Super yummy oil-free Brinjal Curry full of healing ingredients AND super yummy!
Ah! Brinjal Coconut Curry and I go a long way back. I remember stuffing my face with this curry, wrapped in warm fluffy chappatis.
Generally, the Brinjal Coconut Curry, much like other side-dishes would be super oily. The Brinjal would typically be fried in oil and dunked in an equally oily gravy.
Learning about the powerful correlation between refined food and lifestyle diseases led us to upgrade our lives to a Whole Food Plant Based lifestyle. We missed our favourite curries and gravys, but only until we figured out how to make them with healing ingredients! We also learned additional methods of cooking that best preserve and enhance nutrition.
Follow this recipe and make some super yummy Brinjal Curry full of healing ingredients AND one that is super yummy! It goes well with unpolished rice, millet, or millet rotis, so pick your favourite cereal and tell us how you like it.
Upgrade to food that truly loves you back!
Vegan Brinjal Curry Recipe | Badnekai Saaru
Course; Course 2: Vegetable Dishes, Side dishes for Lunch & Dinner Meals
Cuisine: Karnataka Recipe from South India
Prep Time: 10 minutes
Cook Time: 20 minutes
Servings: 2 people
- 4 Brinjal small, purple variety
- 1/2 Tomato chopped
- 1/4 Green Chilli slit
- 3/4 cup Water
- 1/2 Tomato
- 1 tsp Cumin Powder / Jeera
- 1/4 tsp Turmeric Powder / Haldi / Manjal / Arshina
- 1/4 tsp Black Pepper Powder
- 2 tsp Coriander Powder / Dhaniya Powder
- 1/2 tsp Fennel Seeds / Saunf
- 1/2 tsp Urad Dal / Split black gram dal
- 1/2 tsp Poppy Seeds / Khus khus
- 1/2 inch Fresh Ginger
- 1 handful Fresh Coriander Leaves
- 1/4 tsp Black Sesame Seeds / Til / Ellu
- 1 tsp Peanut
- 1/2 inch Cinnamon
- 1/4 tsp Cloves
- 2 tsp Miso Paste (Healthy Salt Replacement. See Nutrition Science Highlights below)
- 1 handful Fresh Coriander Leaves
- 1/2 Lemon
- 1/4 cup Fresh Coconut
- From the bottom, cut twice through the middle of each brinjal, creating quarters, making sure to keep all quarters attached to the intact stalk. Soak these in water for a few minutes.
- Chop 1/2 a tomato into small pieces. Slit a green chilli. Boil the brinjal, tomato and chilli in sufficient water to cover half the vegetables. Keep the flame low and the dish covered.
- Dry roast poppy seeds and urad dal separately.

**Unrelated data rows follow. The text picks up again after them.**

use thiserror::Error;

use crate::{Grammar, Symbol};

mod action;
mod graph;
mod item;
mod parser;
mod state;
mod table;

pub use action::*;
pub use graph::*;
pub use item::*;
pub use parser::*;
pub use state::*;
pub use table::*;

#[derive(Error, Debug, Clone, PartialEq, Eq)]
pub enum LrError {
    #[error("malformed grammar: {0}")]
    MalformedGrammar(String),

    #[error(
        "unresolvable ambiguity in state #{state} for symbol {terminal}: {}",
        .candidates.join("; ")
    )]
    UnresolvableAmbiguity {
        state: StateId,
        terminal: String,
        candidates: Vec<String>,
    },
}

pub type LrResult<T> = Result<T, LrError>;

/// Canonical LR(1) table generator.
///
/// # Example
/// ```ignore
/// let grammar = builder.build();
/// let table = TableGenerator::new(&grammar).generate()?;
/// ```
pub struct TableGenerator<'g, V> {
    grammar: &'g Grammar<V>,
}

impl<'g, V> TableGenerator<'g, V> {
    pub fn new(grammar: &'g Grammar<V>) -> Self {
        Self { grammar }
    }

    /// The start symbol must have exactly one rule, made of one non-terminal.
    pub fn check_start_rule(&self) -> LrResult<()> {
        let start = self.grammar.start();
        let name = self.grammar.name(start);
        let rules: Vec<_> = self.grammar.iter_by_symbol(start).collect();

        let rule = match rules.as_slice() {
            [rule] => rule,
            [] => {
                return Err(LrError::MalformedGrammar(format!(
                    "no rule for start symbol {name}"
                )))
            }
            _ => {
                return Err(LrError::MalformedGrammar(format!(
                    "start symbol {name} has {} rules, expecting one",
                    rules.len()
                )))
            }
        };

        match rule.rhs.as_slice() {
            [Symbol::NonTerminal(_)] => Ok(()),
            _ => Err(LrError::MalformedGrammar(format!(
                "start rule {} must derive a single non-terminal",
                rule.to_string_with(self.grammar.symbols())
            ))),
        }
    }

    /// Build the canonical collection.
    pub fn graph(&self) -> LrResult<Graph<'g, V>> {
        self.check_start_rule()?;

        let mut graph = Graph::new(self.grammar)?;
        graph.build();
        Ok(graph)
    }

    /// Generate the parsing table.
    ///
    /// Fails if the start rule is malformed, or if a conflict cannot be
    /// resolved by priority and associativity.
    pub fn generate(&self) -> LrResult<LrTable> {
        let graph = self.graph()?;
        let table = LrTable::from_graph(&graph)?;

        log::debug!("LR(1) table generated: {} states", table.len());
        Ok(table)
    }
}

#[cfg(test)]
pub mod fixtures {
    use crate::{fixtures::Value, Grammar, GrammarBuilder, GrammarResult};

    /// E -> E + E | E * E | n
    ///
    /// "+" is left associative, "*" is right associative and binds tighter.
    pub fn operator_grammar() -> GrammarResult<Grammar<Value>> {
        let mut builder = GrammarBuilder::<Value>::new();
        for term in ["+", "*", "n"] {
            builder.terminal(term)?;
        }
        builder.non_terminal("E")?;
        builder.set_start("E")?;

        builder
            .add_rule("E", ["E", "+", "E"])?
            .priority(1)
            .left()
            .handler(|values| {
                Value::leaf(format!("({}+{})", values[0].text(), values[2].text()))
            });

        builder
            .add_rule("E", ["E", "*", "E"])?
            .priority(2)
            .right()
            .handler(|values| {
                Value::leaf(format!("({}*{})", values[0].text(), values[2].text()))
            });

        builder
            .add_rule("E", ["n"])?
            .handler(|values| values[0].clone());

        Ok(builder.build())
    }
}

- Blend all raw spices and roasted poppy seeds & urad dal with groundnut to a smooth powder. Add tomato, miso paste, and coriander leaves, and blend to a smooth paste.
- Add this mixture to the boiling vegetables. Let it cook well so that the brinjal absorbs all the flavours.
- Grate coconut, blend it with water to get a smooth paste. Keep aside.
- Once the brinjal is well cooked, switch off the stove and add the ground coconut.
- Garnish with coriander leaves and squeeze some lemon juice for extra tanginess. Serve hot!
Nutrition Science Highlights for WFPB Brinjal Curry
- Why miso paste? Miso paste is fermented & salted soya bean paste. Maximum recommended salt intake is 3 grams per day per person. In addition to helping us restrict salt intake, replacing salt with miso paste also helps by neutralising the negative effects of salt by soya phytonutrients. You can easily make fresh miso paste at home by mixing 100 grams of cooked soya paste with 10 grams of salt, or 10 tablespoons of cooked soya paste with 1 tablespoon of salt. If making at home, ensure to use immediately, or freeze in batches to use later. Or, simply use 3.75 grams of salt or less per day per person and add 18 to 20 grams (dry weight) of soya beans in any dishes, spread through the day!